Doordat Judith de Leeuw hem in al zijn complexiteit probeert te laten zien, wordt Ruut Weissman – De Hoofpersoon een waardevolle aanvulling op alle #metoo-documentaires vanuit slachtofferperspectief, die demonstreert hoe verschillend mensen, afhankelijk van hun eigen rol daarin, dezelfde werkelijkheid kunnen beleven. Én een intense, spannende en toch ook dappere film over zo’n man, die groter lijkt dan goed voor hem (en anderen) is.

Ruut Weissman – De Hoofdpersoon is hier te bekijken.

Thuishaven

Nederlandse Filmacademie

In de psychiatrie mag je als patiënt nog geen schilderijtje aan de muur hangen, zo wil het verhaal. Uiteindelijk moet het vizier immers altijd gericht blijven op een leven buiten de instellingsmuren. En dus is het niet de bedoeling dat je je tijdens de behandeling thuis gaat voelen.

De 55 bewoners van het Judith van Swethuis in Amsterdam zijn echter uitbehandeld en proberen, met de mogelijkheden en onmogelijkheden die hen zijn gegeven, zo goed en zo kwaad als dat gaat te leven. In Thuishaven (25 min.), zijn afstudeerfilm voor de Nederlandse Filmacademie, observeert Niels Beth hen in hun kleine, beschermde wereld.

Hij vangt zo enkele indringende inkijkjes in het (samen) leven met een beperking. Als bewoner Joost, die tot dan versuft in zijn stoel heeft gehangen, tijdens een bijeenkomst van de religiegroep bijvoorbeeld ineens de telefoon opneemt en een geanimeerd gesprek begint, leidt dit tot irritatie bij de man die op dat moment voorgaat in het gebed.

Hij maant Joost het gesprek te stoppen. ‘Hans, Hans, ik zit midden in een vergadering’, probeert deze zijn (denkbeeldige?) gesprekspartner af te breken, terwijl zijn tics intussen steeds heviger worden. ‘Nee, in een gebed zitten we’, reageert de voorganger geërgerd, waarna hij de draad weer probeert op te pakken. ‘Met David bidden we…’

Met zulke treffende scènes kleurt Beth het leven van de bewoners van het Judith van Swethuis overtuigend in.

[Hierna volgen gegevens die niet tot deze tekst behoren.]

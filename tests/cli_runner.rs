//! One-shot `call` / `ext` runners against the stub VM Service.

use std::sync::Arc;

use serde_json::{json, Value};
use tokio_test::{assert_err, assert_ok};

use flutter_vm_bridge::{run_call, run_extension};
use vmbridge_client::test_utils::{dead_endpoint, default_reply, StubReply, StubVmService};
use vmbridge_client::vm_service::is_extension_not_available;
use vmbridge_client::ClientOptions;
use vmbridge_core::Error;

#[tokio::test]
async fn test_call_returns_result() {
    let stub = StubVmService::start().await;

    let result = assert_ok!(run_call(stub.endpoint(), ClientOptions::default(), "getVM", None).await);

    assert_eq!(result["type"], "VM");
    assert_eq!(result["isolates"][0]["id"], "isolates/1");
}

#[tokio::test]
async fn test_call_passes_params() {
    let stub = StubVmService::start().await;

    assert_ok!(
        run_call(
            stub.endpoint(),
            ClientOptions::default(),
            "getIsolate",
            Some(json!({ "isolateId": "isolates/1" })),
        )
        .await
    );

    let requests = stub.requests_for("getIsolate");
    assert_eq!(requests.len(), 1);
    assert_eq!(requests[0].params["isolateId"], "isolates/1");
}

#[tokio::test]
async fn test_call_surfaces_remote_error() {
    let stub = StubVmService::start().await;

    let err = assert_err!(run_call(stub.endpoint(), ClientOptions::default(), "bogus", None).await);

    assert!(matches!(err, Error::RemoteError { code: -32601, .. }));
}

#[tokio::test]
async fn test_call_unreachable_target() {
    let endpoint = dead_endpoint().await;

    let err = assert_err!(run_call(endpoint, ClientOptions::default(), "getVM", None).await);

    assert!(matches!(err, Error::ConnectFailed { .. }));
}

#[tokio::test]
async fn test_extension_fills_isolate_and_string_args() {
    let stub = StubVmService::start_with(Arc::new(|method: &str, params: &Value| {
        if method == "ext.flutter.debugPaint" {
            StubReply::Result(json!({ "type": "_extensionType", "enabled": params["enabled"] }))
        } else {
            default_reply(method, params)
        }
    }))
    .await;

    let result = assert_ok!(
        run_extension(
            stub.endpoint(),
            ClientOptions::default(),
            "ext.flutter.debugPaint",
            &["enabled=true".to_string()],
        )
        .await
    );

    assert_eq!(result["enabled"], "true");
    let requests = stub.requests_for("ext.flutter.debugPaint");
    assert_eq!(requests[0].params["isolateId"], "isolates/1");
    assert_eq!(requests[0].params["enabled"], "true");
}

#[tokio::test]
async fn test_extension_rejects_malformed_args_before_connecting() {
    let stub = StubVmService::start().await;

    assert_err!(
        run_extension(
            stub.endpoint(),
            ClientOptions::default(),
            "ext.flutter.debugPaint",
            &["enabled".to_string()],
        )
        .await
    );

    assert_eq!(stub.connection_count(), 0);
}

#[tokio::test]
async fn test_extension_not_registered_is_recognised() {
    let stub = StubVmService::start().await;

    let err = assert_err!(
        run_extension(
            stub.endpoint(),
            ClientOptions::default(),
            "ext.flutter.debugPaint",
            &[],
        )
        .await
    );

    assert!(is_extension_not_available(&err));
    assert_eq!(stub.connection_count(), 1);
}
//! # vmbridge-client - Dart VM Service Client
//!
//! JSON-RPC 2.0 over WebSocket client for the Dart VM Service exposed by a
//! running Flutter app.
//!
//! Depends on [`vmbridge_core`] for domain types and error handling.
//!
//! ## Public API
//!
//! - [`VmServiceClient`] - One connection: `connect`, `disconnect`, `call`,
//!   `stream_listen`, `on_event`, `on_close`
//! - [`ConnectionState`] - Client lifecycle state
//! - [`StreamNotification`] - A decoded `streamNotify` event
//! - [`CloseReason`] - Why a connection ended
//!
//! Enable the `test-helpers` feature for [`test_utils::StubVmService`], an
//! in-process VM Service stand-in for integration tests.

pub mod vm_service;

#[cfg(any(test, feature = "test-helpers"))]
pub mod test_utils;

pub use vm_service::{
    ClientOptions, CloseReason, ConnectionState, ListenerId, StreamEvent, StreamNotification,
    VmServiceClient,
};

Hun begeleiders Tanja en Jeffrey fungeren daarbij als verteller. Dat is op zich wat ongemakkelijk: er wordt – overigens met respect en in vrij algemene termen – wel óver de bewoners van het huis gesproken, maar niet mét hen. Waarschijnlijk illustreert die keuze echter vooral het sociale onvermogen van de hoofdpersonen.